Há um sentimento generalizado de que as crises são os catalisadores da transformação social.
Por Eduardo Anselmo de Castro *
Da crise atual se diz já que, quando terminar nada será como antes, dependendo o depois dos receios ou dos sonhos de um futuro melhor que cada um acalenta. Um comentador do New York Times foi ao ponto de redefinir o significado em inglês de BC e AC: Before Crisis e After Crisis.
Não sendo especialista em futurologia parece-me que esta crise terá duas consequências muito prováveis e outra, que o não sendo tanto, é fundamental para evitar uma crise económica de consequências devastadoras. As duas primeiras são a valorização na opinião pública e na discussão política dos sistemas de saúde em geral e das políticas de saúde pública em particular, assim como um maior reconhecimento da importância da ciência e da investigação. A outra é a adoção de políticas musculadas de apoio à recuperação económica, com uma (pelo menos momentânea) secundarização das obsessões de equilíbrio das contas públicas.
Se o meu vaticínio for correto, abrir-se-ão às instituições académicas e aos centros de investigação oportunidades únicas de valorização da sua atividade, que serão acrescidas nos países que precisam de dar um salto qualitativo que os conduza a sociedades baseadas no conhecimento e a economias baseadas na tecnologia. Neste contexto, o reforço das ligações já existentes entre a Fiocruz e a Universidade de Aveiro tem uma importância estratégica fundamental.
A Fiocruz (Fundação Oswaldo Cruz) é uma fundação pública tutelada pelo Ministério da Saúde do Brasil, com mais de cem anos de experiência, radicada em todo o país e com relevância global, que reparte a sua ação por um vasto leque de atividades, associando investigação fundamental e aplicada à produção fabril, a cargo de unidades a ela pertencentes. Desde a investigação biomédica desenvolvida pelas Unidades Técnico-Científicas, como o Instituto Oswaldo Cruz (IOC/Fiocruz), o fabrico de biofármacos e vacinas (Biomanguinhos) e de fármacos sintéticos (Farmanguinhos), à atuação nos mais diversos domínios tecnológicos da saúde e em políticas de saúde pública, à investigação em saúde e biodiversidade associada ao conceito One Health, até à formação de quadros dirigentes do sistema de saúde brasileiro (Escola Nacional de Saúde Pública Sérgio Arouca) as atividades da Fiocruz conferem-lhe uma posição entre as grandes instituições mundiais de saúde pública e o primeiro lugar na América Latina.
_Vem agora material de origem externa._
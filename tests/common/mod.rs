#![allow(dead_code)]

use std::sync::Arc;
use std::time::Duration;

use serde_json::json;
use snapmover::adapters::MemoryStore;
use snapmover::core::batching::BatchingController;
use snapmover::core::job::MoverJob;
use snapmover::core::models::{
    BackupJob, BackupJobSpec, JobRef, JobStatus, LocalObjectReference, ObjectMeta, RestoreJob,
    RestoreJobSpec, StoredObject, VsbRef,
};
use snapmover::core::reconciler::{Reconciler, ReconcilerSettings};
use snapmover::core::registry::{KindDescriptor, KindRegistry, SECRET, VOLUME_SNAPSHOT_CONTENT};
use snapmover::core::status;
use snapmover::core::store::{ResourceStore, get_opt};

pub const APP_NS: &str = "apps";
pub const PROTECTED_NS: &str = "adp";
pub const SECRET_NAME: &str = "restic-creds";
pub const REPOSITORY: &str = "s3:s3.example.com/bucket/base";

pub struct Harness {
    pub store: Arc<MemoryStore>,
    pub backups: Reconciler<BackupJob>,
    pub restores: Reconciler<RestoreJob>,
}

pub fn settings() -> ReconcilerSettings {
    ReconcilerSettings {
        poll_interval: Duration::from_millis(50),
        ..ReconcilerSettings::default()
    }
}

impl Harness {
    pub fn new(limit: usize) -> Self {
        Self::with_settings(limit, settings())
    }

    pub fn with_settings(limit: usize, settings: ReconcilerSettings) -> Self {
        let registry = Arc::new(KindRegistry::with_defaults());
        let store = Arc::new(MemoryStore::new(registry));
        let dyn_store: Arc<dyn ResourceStore> = store.clone();
        Self {
            backups: Reconciler::new(
                dyn_store.clone(),
                BatchingController::new(limit),
                settings.clone(),
            ),
            restores: Reconciler::new(dyn_store, BatchingController::new(limit), settings),
            store,
        }
    }

    pub fn dyn_store(&self) -> &dyn ResourceStore {
        self.store.as_ref()
    }

    pub async fn backup(&self, name: &str) -> Option<BackupJob> {
        status::load::<BackupJob>(self.dyn_store(), &JobRef::new(APP_NS, name))
            .await
            .unwrap()
    }

    pub async fn restore(&self, name: &str) -> Option<RestoreJob> {
        status::load::<RestoreJob>(self.dyn_store(), &JobRef::new(APP_NS, name))
            .await
            .unwrap()
    }

    pub async fn staged(&self, kind: &KindDescriptor, name: &str) -> Option<StoredObject> {
        get_opt(self.dyn_store(), kind, kind.scope(Some(PROTECTED_NS)), name)
            .await
            .unwrap()
    }
}

pub fn key(name: &str) -> JobRef {
    JobRef::new(APP_NS, name)
}

/// A ready source snapshot content.
pub async fn seed_source(store: &dyn ResourceStore, name: &str) {
    let content = StoredObject::new(VOLUME_SNAPSHOT_CONTENT.kind, None, name)
        .with_spec(json!({
            "driver": "ebs.csi.aws.com",
            "volumeSnapshotClassName": "csi-snapclass",
        }))
        .with_status(json!({
            "snapshotHandle": format!("handle-{name}"),
            "restoreSize": "10Gi",
            "readyToUse": true,
        }));
    store.create(content).await.unwrap();
}

/// The credential secret jobs reference in the protected namespace.
pub async fn seed_secret(store: &dyn ResourceStore) {
    let secret = StoredObject::new(SECRET.kind, Some(PROTECTED_NS), SECRET_NAME).with_spec(json!({
        "data": {
            "RESTIC_REPOSITORY": REPOSITORY,
            "RESTIC_PASSWORD": "hunter2",
        }
    }));
    store.create(secret).await.unwrap();
}

pub fn backup_job(name: &str, content: &str) -> BackupJob {
    BackupJob {
        metadata: ObjectMeta::new(Some(APP_NS), name),
        spec: BackupJobSpec {
            volume_snapshot_content: LocalObjectReference {
                name: content.to_string(),
            },
            restic_secret_ref: LocalObjectReference {
                name: SECRET_NAME.to_string(),
            },
            protected_namespace: PROTECTED_NS.to_string(),
        },
        status: JobStatus::default(),
    }
}

pub fn restore_job(name: &str, backup_ref: VsbRef) -> RestoreJob {
    RestoreJob {
        metadata: ObjectMeta::new(Some(APP_NS), name),
        spec: RestoreJobSpec {
            restic_secret_ref: LocalObjectReference {
                name: SECRET_NAME.to_string(),
            },
            backup_ref,
            protected_namespace: PROTECTED_NS.to_string(),
        },
        status: JobStatus::default(),
    }
}

pub async fn create<J: MoverJob>(store: &dyn ResourceStore, job: &J) {
    store.create(job.to_object().unwrap()).await.unwrap();
}

/// Seed a source content and secret, then create a backup job over it.
pub async fn create_backup(harness: &Harness, name: &str) {
    let content = format!("{name}-source");
    seed_source(harness.dyn_store(), &content).await;
    if get_opt(harness.dyn_store(), &SECRET, Some(PROTECTED_NS), SECRET_NAME)
        .await
        .unwrap()
        .is_none()
    {
        seed_secret(harness.dyn_store()).await;
    }
    create(harness.dyn_store(), &backup_job(name, &content)).await;
}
Por seu lado, a Universidade de Aveiro é um importante centro de ensino e investigação em saúde, que associa a investigação, desenvolvimento e aplicação de equipamentos e materiais ao desenvolvimento e ensaio de fármacos biológicos e sintéticos, passando pelas políticas de saúde e pela relação entre biodiversidade, saúde animal e saúde humana. Localizada no centro do eixo que une os dois importantes polos de saúde do Porto e de Coimbra, onde se situam três Faculdades de Medicina, alguns dos melhores hospitais portugueses, centros tecnológicos nos domínios da saúde e importantes empresas farmacêuticas, Aveiro tem condições privilegiadas para se afirmar como o centro de implantação da Fiocruz em Portugal e da sua ligação à Europa. Como acima opinei, o processo de recuperação desta crise poder ser o catalisador para a materialização deste potencial.
A UA e a Fiocruz valorizam ações institucionais de incentivo e gestão da inovação, de forma a promover a geração de conhecimento, de produtos e de serviços e a ampliação do acesso à saúde para a sociedade. Desta forma, as duas instituições consideram as atividades de I&D e as cooperações internacionais como estratégicas para a promoção do empreendedorismo científico e tecnológico.
Assim, a UA e a Fiocruz desenvolveram uma trajetória de crescente cooperação, que se traduz em projetos conjuntos de investigação e se reflete num número apreciável de quadros desta importante instituição brasileira que fizeram ou estão a fazer o seu percurso formativo em programas de doutoramento e pós-doutoramento em Aveiro. O reforço desta cooperação, transformando-a numa ligação estratégica entre as duas instituições é o objetivo da visita da direção da Fiocruz a Aveiro, planeada para finais deste mês, mas que, por motivos óbvios, foi adiada para data ainda impossível de definir. Este adiamento, ao contrário de enfraquecer a vontade de cooperação, deverá traduzir-se numa visita ainda mais profícua, que marque o tão desejado regresso à normalidade. São estes os votos que transmito em nome da Universidade de Aveiro.
* Vice-reitor da Academia de Aveiro. Texto publicado originalmente na ‘Opinião’ do site UA.pt.